Task goal — An exact restatement of the records below is expected.

Saved data entries —
[Start of Attachment]
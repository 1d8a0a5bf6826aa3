//! Scan orchestration for postpulse.
//!
//! [`Orchestrator`] owns the scan lifecycle: it validates options, fans out
//! to each provider's [`postpulse_providers::PostSource`] behind a circuit
//! breaker and the cache, aggregates the posts, and announces the outcome on
//! the [`postpulse_core::EventBus`]. Throttling and retries belong to the
//! sources themselves.

pub mod aggregate;
pub mod config;
pub mod orchestrator;
pub mod registry;
pub mod scheduler;

pub use aggregate::{aggregate, TOP_POSTS};
pub use config::EngineConfig;
pub use orchestrator::{Orchestrator, ANALYTICS_SEGMENT, POSTS_SEGMENT, SCANS_SEGMENT};
pub use registry::ScanRegistry;
pub use scheduler::{build_cleanup_scheduler, CLEANUP_SCHEDULE};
[End of Attachment]
Exercise output —
repository 1d8a0a5bf6826aa3
//! Scan orchestration for postpulse.
//!
//! [`Orchestrator`] owns the scan lifecycle: it validates options, fans out
//! to each provider's [`postpulse_providers::PostSource`] behind a circuit
//! breaker and the cache, aggregates the posts, and announces the outcome on
//! the [`postpulse_core::EventBus`]. Throttling and retries belong to the
//! sources themselves.

pub mod aggregate;
pub mod config;
pub mod orchestrator;
pub mod registry;
pub mod scheduler;

pub use aggregate::{aggregate, TOP_POSTS};
pub use config::EngineConfig;
pub use orchestrator::{Orchestrator, ANALYTICS_SEGMENT, POSTS_SEGMENT, SCANS_SEGMENT};
pub use registry::ScanRegistry;
pub use scheduler::{build_cleanup_scheduler, CLEANUP_SCHEDULE};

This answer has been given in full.